A line qualifies if it holds the string "main". Copy every qualifying line from the records.

*****

use std::collections::HashMap;
use std::path::Path;
use std::sync::Arc;
use std::sync::atomic::{AtomicUsize, Ordering};
use std::time::Duration;

use async_trait::async_trait;
use serde_json::Value;
use tokio::sync::Mutex;

use crate::config::RunnerConfig;
use crate::error::{ExecutionError, ProvisioningError};
use crate::jobs::handlers::{BuildConfig, BuildWarnings, RunConfig, TaskHandler};
use crate::jobs::run_manager::RunManager;
use crate::jobs::scheduler::{BuildSpec, RunSpec, Scheduler, WorkerHandle};
use crate::models::Database;
use crate::models::build_cache::BuildCacheRepository;
use crate::models::run::RunRepository;
use crate::push::RemotePush;
use crate::shared::remote_run::RunStatus;
use crate::shared::tasks::TaskType;

#[derive(Clone)]
pub(crate) enum BuildScript {
    Succeed { warnings: Vec<String> },
    Fail { errors: Vec<String> },
}

/// Task handler with scripted outcomes. Runs stay active until the test
/// finishes them, so every intermediate state is observable.
pub(crate) struct ScriptedHandler {
    build: BuildScript,
    build_delay: Duration,
    init_calls: AtomicUsize,
    run_calls: AtomicUsize,
    stop_calls: AtomicUsize,
    active: Mutex<HashMap<i64, Arc<RunManager>>>,
}

impl ScriptedHandler {
    pub fn with_build(build: BuildScript) -> Arc<Self> {
        Self::with_build_delay(build, Duration::ZERO)
    }

    pub fn succeeding() -> Arc<Self> {
        Self::with_build(BuildScript::Succeed {
            warnings: Vec::new(),
        })
    }

    pub fn with_build_delay(build: BuildScript, build_delay: Duration) -> Arc<Self> {
        Arc::new(Self {
            build,
            build_delay,
            init_calls: AtomicUsize::new(0),
            run_calls: AtomicUsize::new(0),
            stop_calls: AtomicUsize::new(0),
            active: Mutex::new(HashMap::new()),
        })
    }

    pub fn init_calls(&self) -> usize {
        self.init_calls.load(Ordering::SeqCst)
    }

    pub fn run_calls(&self) -> usize {
        self.run_calls.load(Ordering::SeqCst)
    }

    pub fn stop_calls(&self) -> usize {
        self.stop_calls.load(Ordering::SeqCst)
    }

    /// Finish an active run the way a real job process exit would. Waits for
    /// the dispatch that registers the run to complete.
    pub async fn finish(&self, run_id: i64, result: Result<(), String>) {
        for _ in 0..500 {
            let manager = self.active.lock().await.remove(&run_id);
            if let Some(manager) = manager {
                match result {
                    Ok(()) => manager.on_success(None).await,
                    Err(msg) => manager.on_fail(msg).await,
                }
                return;
            }
            tokio::time::sleep(Duration::from_millis(2)).await;
        }
        panic!("run {run_id} is not active");
    }
}

#[async_trait]
impl TaskHandler for ScriptedHandler {
    async fn init(&self, _config: BuildConfig) -> Result<BuildWarnings, ProvisioningError> {
        self.init_calls.fetch_add(1, Ordering::SeqCst);
        tokio::time::sleep(self.build_delay).await;
        match &self.build {
            BuildScript::Succeed { warnings } => Ok(warnings.clone()),
            BuildScript::Fail { errors } => Err(ProvisioningError {
                warnings: Vec::new(),
                errors: errors.clone(),
            }),
        }
    }

    async fn run(
        &self,
        config: RunConfig,
        manager: Arc<RunManager>,
    ) -> Result<(), ExecutionError> {
        self.run_calls.fetch_add(1, Ordering::SeqCst);
        self.active.lock().await.insert(config.run_id, manager);
        Ok(())
    }

    async fn stop(&self, run_id: i64) {
        self.stop_calls.fetch_add(1, Ordering::SeqCst);
        if let Some(manager) = self.active.lock().await.remove(&run_id) {
            tokio::spawn(async move {
                manager.on_fail("Interrupted".to_string()).await;
            });
        }
    }
}

/// Worker config pointing pushes at a closed port with no retries.
pub(crate) fn test_runner_config(build_dir: &Path) -> RunnerConfig {
    let mut config = RunnerConfig::default();
    config.worker.build_dir = build_dir.to_path_buf();
    config.runner.output_flush_secs = 0;
    config.push.base_url = "http://127.0.0.1:9".to_string();
    config.push.max_retry_count = 0;
    config.push.retry_interval_secs = 0;
    config
}

pub(crate) fn dead_push() -> RemotePush {
    RemotePush::new(&test_runner_config(Path::new(".")).push)
}

pub(crate) struct TestWorker {
    pub handle: WorkerHandle,
    pub runs: RunRepository,
    pub handler: Arc<ScriptedHandler>,
    _build_dir: tempfile::TempDir,
}

pub(crate) fn spawn_test_worker(handler: Arc<ScriptedHandler>) -> TestWorker {
    let build_dir = tempfile::tempdir().unwrap();
    let config = test_runner_config(build_dir.path());

    let db = Database::open_in_memory().unwrap();
    let runs = RunRepository::new(db.clone());
    let cache = BuildCacheRepository::new(db);
    let push = RemotePush::new(&config.push);

    let mut handlers: HashMap<TaskType, Arc<dyn TaskHandler>> = HashMap::new();
    handlers.insert(TaskType::Python, handler.clone());

    let handle = Scheduler::spawn(handlers, runs.clone(), cache, push, config);
    TestWorker {
        handle,
        runs,
        handler,
        _build_dir: build_dir,
    }
}

pub(crate) fn bundle(task_id: i64, run_id: i64) -> (BuildSpec, RunSpec) {
    (
        BuildSpec {
            task_id,
            task_type: TaskType::Python,
            subtype: "subtype0".to_string(),
            code: b"task0".to_vec(),
            run_id,
        },
        RunSpec {
            run_id,
            task_id,
            job_id: run_id,
            task_type: TaskType::Python,
            params: Value::Null,
            entities: Value::Null,
            owned: Value::Null,
            access_token: None,
            state: Value::Null,
        },
    )
}

/// Poll until the run reaches the expected status. Panics when it lands on a
/// different terminal state instead, so illegal transitions fail fast.
pub(crate) async fn wait_for_status(runs: &RunRepository, run_id: i64, expected: RunStatus) {
    for _ in 0..500 {
        if let Some(run) = runs.get_by_id(run_id).await.unwrap() {
            let status = run.run_data.status;
            if status == expected {
                return;
            }
            assert!(
                !status.is_terminal(),
                "run {run_id} reached terminal {status:?} while waiting for {expected:?}"
            );
        }
        tokio::time::sleep(Duration::from_millis(5)).await;
    }
    panic!("run {run_id} never reached {expected:?}");
}
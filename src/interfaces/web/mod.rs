mod handlers;
mod router;

use anyhow::Result;
use tracing::info;

use crate::config::RunnerConfig;
use crate::jobs::scheduler::WorkerHandle;
use crate::models::run::RunRepository;

/// Shared state of the HTTP surface: the worker's control channel plus the
/// run repository for status queries.
#[derive(Clone)]
pub(crate) struct AppState {
    pub(crate) worker: WorkerHandle,
    pub(crate) runs: RunRepository,
}

/// Serve the control API until the process ends.
pub async fn serve(config: &RunnerConfig, worker: WorkerHandle, runs: RunRepository) -> Result<()> {
    let state = AppState { worker, runs };
    let app = router::build_router(state);

    let addr = format!("{}:{}", config.worker.host, config.worker.port);
    let listener = tokio::net::TcpListener::bind(&addr).await?;
    info!("Job runner listening on {addr}");
    axum::serve(listener, app).await?;
    Ok(())
}
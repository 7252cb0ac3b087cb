use axum::Json;
use axum::extract::{Path, State};
use axum::http::StatusCode;
use base64::Engine;
use serde::Deserialize;
use serde_json::{Value, json};
use tracing::error;

use super::super::AppState;
use crate::jobs::scheduler::{BuildSpec, RunSpec};
use crate::shared::tasks::TaskType;

/// Build+run submission. `code` is the base64 task archive; the rest is
/// forwarded to the job untouched.
#[derive(Deserialize)]
#[serde(rename_all = "camelCase")]
pub(crate) struct BuildRunRequest {
    task_id: i64,
    run_id: i64,
    job_id: i64,
    #[serde(rename = "type")]
    task_type: TaskType,
    #[serde(default)]
    subtype: Option<String>,
    code: String,
    #[serde(default)]
    params: Value,
    #[serde(default)]
    entities: Value,
    #[serde(default)]
    owned: Value,
    #[serde(default)]
    access_token: Option<String>,
    #[serde(default)]
    state: Value,
}

pub(crate) async fn build_and_run(
    State(state): State<AppState>,
    Json(body): Json<BuildRunRequest>,
) -> (StatusCode, Json<Value>) {
    let code = match base64::engine::general_purpose::STANDARD.decode(&body.code) {
        Ok(code) => code,
        Err(err) => {
            return (
                StatusCode::BAD_REQUEST,
                Json(json!({ "error": format!("code is not valid base64: {err}") })),
            );
        }
    };

    let subtype = body.subtype.unwrap_or_default();
    let build = BuildSpec {
        task_id: body.task_id,
        task_type: body.task_type,
        subtype: subtype.clone(),
        code,
        run_id: body.run_id,
    };
    let run = RunSpec {
        run_id: body.run_id,
        task_id: body.task_id,
        job_id: body.job_id,
        task_type: body.task_type,
        params: body.params,
        entities: body.entities,
        owned: body.owned,
        access_token: body.access_token,
        state: body.state,
    };

    match state.worker.send_build_run_bundle(build, run) {
        Ok(()) => (StatusCode::OK, Json(json!({}))),
        Err(err) => (
            StatusCode::SERVICE_UNAVAILABLE,
            Json(json!({ "error": err.to_string() })),
        ),
    }
}

pub(crate) async fn run_status(
    Path(run_id): Path<i64>,
    State(state): State<AppState>,
) -> (StatusCode, Json<Value>) {
    match state.runs.get_by_id(run_id).await {
        Ok(Some(run)) => (
            StatusCode::OK,
            Json(json!({
                "status": run.run_data.status,
                "output": run.output,
                "error": run.err_msg,
            })),
        ),
        Ok(None) => (StatusCode::NOT_FOUND, Json(json!({}))),
        Err(err) => {
            error!("Run status query failed: {err}");
            (
                StatusCode::SERVICE_UNAVAILABLE,
                Json(json!({ "error": err.to_string() })),
            )
        }
    }
}

pub(crate) async fn stop_run(
    Path(run_id): Path<i64>,
    State(state): State<AppState>,
) -> (StatusCode, Json<Value>) {
    match state.runs.exists(run_id).await {
        Ok(false) => return (StatusCode::NOT_FOUND, Json(json!({}))),
        Err(err) => {
            error!("Stop request error: {err}");
            return (
                StatusCode::SERVICE_UNAVAILABLE,
                Json(json!({ "error": err.to_string() })),
            );
        }
        Ok(true) => {}
    }
    match state.worker.send_stop(run_id) {
        Ok(()) => (StatusCode::OK, Json(json!({}))),
        Err(err) => (
            StatusCode::SERVICE_UNAVAILABLE,
            Json(json!({ "error": err.to_string() })),
        ),
    }
}

pub(crate) async fn delete_run(
    Path(run_id): Path<i64>,
    State(state): State<AppState>,
) -> (StatusCode, Json<Value>) {
    match state.runs.exists(run_id).await {
        Ok(false) => return (StatusCode::NOT_FOUND, Json(json!({}))),
        Err(err) => {
            return (
                StatusCode::SERVICE_UNAVAILABLE,
                Json(json!({ "error": err.to_string() })),
            );
        }
        Ok(true) => {}
    }
    match state.runs.remove(run_id).await {
        Ok(()) => (StatusCode::OK, Json(json!({}))),
        Err(err) => (
            StatusCode::SERVICE_UNAVAILABLE,
            Json(json!({ "error": err.to_string() })),
        ),
    }
}
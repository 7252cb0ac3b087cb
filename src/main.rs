mod config;
mod error;
mod interfaces;
mod jobs;
mod logging;
mod models;
mod push;
mod shared;

use anyhow::Result;
use tracing::info;

use crate::jobs::handlers::handler_registry;
use crate::jobs::scheduler::Scheduler;
use crate::models::Database;
use crate::models::build_cache::BuildCacheRepository;
use crate::models::run::RunRepository;
use crate::push::RemotePush;

#[tokio::main]
async fn main() -> Result<()> {
    logging::init();

    let config = config::RunnerConfig::load(config::config_path()).await?;
    tokio::fs::create_dir_all(&config.worker.build_dir).await?;

    let db = Database::open(&config.worker.db_path)?;
    let runs = RunRepository::new(db.clone());
    let cache = BuildCacheRepository::new(db);
    let push = RemotePush::new(&config.push);

    // runs interrupted by a previous shutdown can never finish
    runs.recover_interrupted(&push).await?;

    let handlers = handler_registry(&config.runner);
    let worker = Scheduler::spawn(handlers, runs.clone(), cache, push, config.clone());

    info!("Worker process started");
    interfaces::web::serve(&config, worker, runs).await
}
use chrono::{DateTime, Utc};
use serde::{Deserialize, Serialize};

/// Lifecycle state of a run. Once a run reaches `Running`, it only moves
/// forward to one of the terminal states; the single exception is a queued
/// run cancelled before it ever starts, which goes straight to `RunFail`.
#[derive(Debug, Clone, Copy, PartialEq, Eq, Serialize, Deserialize)]
#[serde(rename_all = "snake_case")]
pub enum RunStatus {
    Queued,
    Running,
    Success,
    BuildFail,
    RunFail,
}

impl RunStatus {
    pub fn is_terminal(self) -> bool {
        matches!(
            self,
            RunStatus::Success | RunStatus::BuildFail | RunStatus::RunFail
        )
    }
}

/// JSON payload of the `run_data` column of a run row.
#[derive(Debug, Clone, Serialize, Deserialize)]
pub struct RunData {
    pub status: RunStatus,
    #[serde(default, skip_serializing_if = "Option::is_none")]
    pub started_at: Option<DateTime<Utc>>,
    #[serde(default, skip_serializing_if = "Option::is_none")]
    pub finished_at: Option<DateTime<Utc>>,
}

impl RunData {
    pub fn queued() -> Self {
        Self {
            status: RunStatus::Queued,
            started_at: None,
            finished_at: None,
        }
    }
}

*****

[ANSWER BOX]
filename src/main.rs
#[tokio::main]
async fn main() -> Result<()> {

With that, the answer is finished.